The exercise of this Option at each date of exercise shall be subject to all of
the terms and conditions of this Agreement, including but not limited to the
provisions of Sections 6 and 7 of this Agreement.

            (b) EXERCISE ONLY BY OPTIONEE OR OTHER PROPER PARTY. During the
lifetime of the Optionee, the Optionee is the only person who may exercise this
Option, except that, if the Optionee shall be incapacitated, the Optionee's
guardian or other legal representative may exercise this Option on behalf of the
Optionee. If the Optionee shall die, this Option may be exercised only by the
personal representatives, executors or administrators of the Optionee's estate
or by the person or persons to whom the Optionee's rights under this Option
shall pass by the Optionee's will or the laws of descent and distribution.

            (c) NOTICE OF EXERCISE. To exercise this Option, the Optionee (or
other proper party in the event of the Optionee's incapacity or death) shall
deliver a written notice of exercise (the "Notice of Exercise") to the Company
at its principal executive office. The Notice of Exercise shall be in the form
attached to this Agreement as Exhibit A, shall state the number of Option Shares
with respect to which this Option is being exercised and shall be accompanied by
payment in full of the aggregate Option Price for all Option Shares designated
in the Notice of Exercise. If required by the Company, in its sole discretion,
the Notice of Exercise shall also include other representations and agreements
as to the purchaser's investment intent with respect to the Option Shares. The
Notice of Exercise shall be signed by the Optionee (or other proper party in the
event of the Optionee's incapacity or death) and must be delivered to the
Company prior to the termination or expiration of this Option.

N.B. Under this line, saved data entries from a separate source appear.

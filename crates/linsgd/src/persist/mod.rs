//! Model persistence.
//!
//! Models are stored as pretty-printed JSON following the versioned schema in
//! [`schema`]. Floats are written with round-trip precision, so a loaded
//! model has bit-identical bias, weights and bounds.
//!
//! ```no_run
//! use linsgd::model::SgdModel;
//!
//! # fn demo(model: &SgdModel) -> Result<(), linsgd::persist::PersistError> {
//! model.save_json("model.json")?;
//! let restored = SgdModel::load_json("model.json")?;
//! assert_eq!(&restored, model);
//! # Ok(())
//! # }
//! ```

mod convert;
pub mod schema;

use std::fs::File;
use std::io::{BufReader, BufWriter, Read, Write};
use std::path::Path;

use tracing::debug;

use crate::model::SgdModel;
use schema::SgdModelSchema;

/// Errors raised while saving or loading a model.
#[derive(Debug, thiserror::Error)]
pub enum PersistError {
    #[error("I/O error: {0}")]
    Io(#[from] std::io::Error),

    #[error("JSON error: {0}")]
    Json(#[from] serde_json::Error),

    #[error("invalid model: {0}")]
    Invalid(String),

    #[error("{field} has a non-finite value at index {index}")]
    NonFinite { field: &'static str, index: usize },
}

impl SgdModel {
    /// Serialize to a pretty-printed JSON string.
    pub fn to_json_string(&self) -> Result<String, PersistError> {
        let schema = SgdModelSchema::try_from(self)?;
        Ok(serde_json::to_string_pretty(&schema)?)
    }

    /// Parse and validate a model from a JSON string.
    pub fn from_json_str(json: &str) -> Result<Self, PersistError> {
        let schema: SgdModelSchema = serde_json::from_str(json)?;
        Self::try_from(schema)
    }

    /// Write pretty-printed JSON to `writer`.
    pub fn write_json<W: Write>(&self, writer: W) -> Result<(), PersistError> {
        let schema = SgdModelSchema::try_from(self)?;
        let mut writer = writer;
        serde_json::to_writer_pretty(&mut writer, &schema)?;
        writer.write_all(b"\n")?;
        writer.flush()?;
        Ok(())
    }

    /// Read and validate a model from `reader`.
    pub fn read_json<R: Read>(reader: R) -> Result<Self, PersistError> {
        let schema: SgdModelSchema = serde_json::from_reader(reader)?;
        Self::try_from(schema)
    }

    /// Save to a file, replacing it if it exists.
    pub fn save_json(&self, path: impl AsRef<Path>) -> Result<(), PersistError> {
        let path = path.as_ref();
        self.write_json(BufWriter::new(File::create(path)?))?;
        debug!(path = %path.display(), kind = %self.feature_kind(), "saved model");
        Ok(())
    }

    /// Load from a file.
    pub fn load_json(path: impl AsRef<Path>) -> Result<Self, PersistError> {
        let path = path.as_ref();
        let model = Self::read_json(BufReader::new(File::open(path)?))?;
        debug!(path = %path.display(), kind = %model.feature_kind(), "loaded model");
        Ok(model)
    }
}

#[cfg(test)]
mod tests {
    use super::*;
    use crate::data::DenseDataset;
    use crate::model::TrainConfig;
    use crate::training::Verbosity;
    use ndarray::array;

    fn small_model() -> SgdModel {
        let config = TrainConfig::builder()
            .learning_rate(0.1)
            .n_epochs(5)
            .verbosity(Verbosity::Silent)
            .build()
            .unwrap();
        let data = DenseDataset::new(array![[1.0, 7.0], [3.0, 7.0]], array![0.3, 0.9]).unwrap();
        SgdModel::train_dense(&data, &config).unwrap()
    }

    #[test]
    fn string_roundtrip() {
        let model = small_model();
        let json = model.to_json_string().unwrap();
        assert!(json.contains("\"version\": 1"));
        assert!(json.contains("\"type\": \"dense\""));
        assert_eq!(SgdModel::from_json_str(&json).unwrap(), model);
    }

    #[test]
    fn writer_roundtrip() {
        let model = small_model();
        let mut buf = Vec::new();
        model.write_json(&mut buf).unwrap();
        assert_eq!(SgdModel::read_json(buf.as_slice()).unwrap(), model);
    }

    #[test]
    fn malformed_json_is_json_error() {
        assert!(matches!(
            SgdModel::from_json_str("{ not json"),
            Err(PersistError::Json(_))
        ));
    }

    #[test]
    fn missing_file_is_io_error() {
        assert!(matches!(
            SgdModel::load_json("/nonexistent/dir/model.json"),
            Err(PersistError::Io(_))
        ));
    }
}
//! linsgd: linear models trained with stochastic gradient descent.
//!
//! Two problem shapes share one trainer:
//!
//! - **Dense regression**: numeric features are min-max scaled with bounds
//!   fitted on the training set, then fitted with squared loss.
//! - **Hashed text classification**: sentences are tokenized, optionally
//!   expanded into word n-grams and hashed (FNV-1a) into a fixed-size weight
//!   table, then fitted with a sigmoid output.
//!
//! # Key Types
//!
//! - [`SgdModel`] - Trained model with its preprocessing; train, predict, save, load
//! - [`TrainConfig`] - Configuration builder
//! - [`SgdTrainer`] - Low-level epoch loop over any [`training::TrainingData`]
//! - [`Evaluator`] - Accuracy / RMSE on held-out data
//!
//! # Example
//!
//! ```
//! use linsgd::data::DenseDataset;
//! use linsgd::model::{SgdModel, TrainConfig};
//! use linsgd::training::Verbosity;
//! use ndarray::array;
//!
//! let data = DenseDataset::new(
//!     array![[1.0, 10.0], [2.0, 30.0], [3.0, 20.0]],
//!     array![1.0, 2.0, 3.0],
//! )
//! .unwrap();
//! let config = TrainConfig::builder()
//!     .learning_rate(0.1)
//!     .n_epochs(2000)
//!     .verbosity(Verbosity::Silent)
//!     .build()
//!     .unwrap();
//!
//! let model = SgdModel::train_dense(&data, &config).unwrap();
//! let prediction = model.predict_dense_row(array![2.0, 30.0].view()).unwrap();
//! assert!((prediction - 2.0).abs() < 0.1);
//! ```

pub mod data;
pub mod hashing;
pub mod model;
pub mod persist;
pub mod repr;
pub mod testing;
pub mod training;

// =============================================================================
// Convenience Re-exports
// =============================================================================

pub use model::{SgdModel, TaskKind, TrainConfig};
pub use persist::PersistError;
pub use training::{Evaluator, Objective, ObjectiveFn, SgdTrainer};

            (d) PAYMENT OF OPTION PRICE. The aggregate Option Price for all
Option Shares designated in the Notice of Exercise shall be paid in cash
(including check, bank draft or money order), by tendering shares of the
Company's common stock that are already owned by the Optionee having an
aggregate Fair Market Value (as defined in Section 9) on the date of exercise
which is not less than the aggregate Option Price, or by a combination of such
methods.

            (e) WITHHOLDING REQUIREMENTS. Upon exercise of the Option by the
Optionee and prior to the delivery of shares purchased pursuant to such
exercise, the Company shall have the right to require the Optionee to remit to
the Company cash in an amount sufficient to satisfy applicable federal and state
tax withholding requirements. The Company shall inform the Optionee as to
whether it will require the Optionee to remit cash for withholding taxes in
accordance with the preceding sentence within two (2) business days after
receiving from the Optionee notice that such Optionee intends to exercise, or
has exercised, all or a portion of the Option.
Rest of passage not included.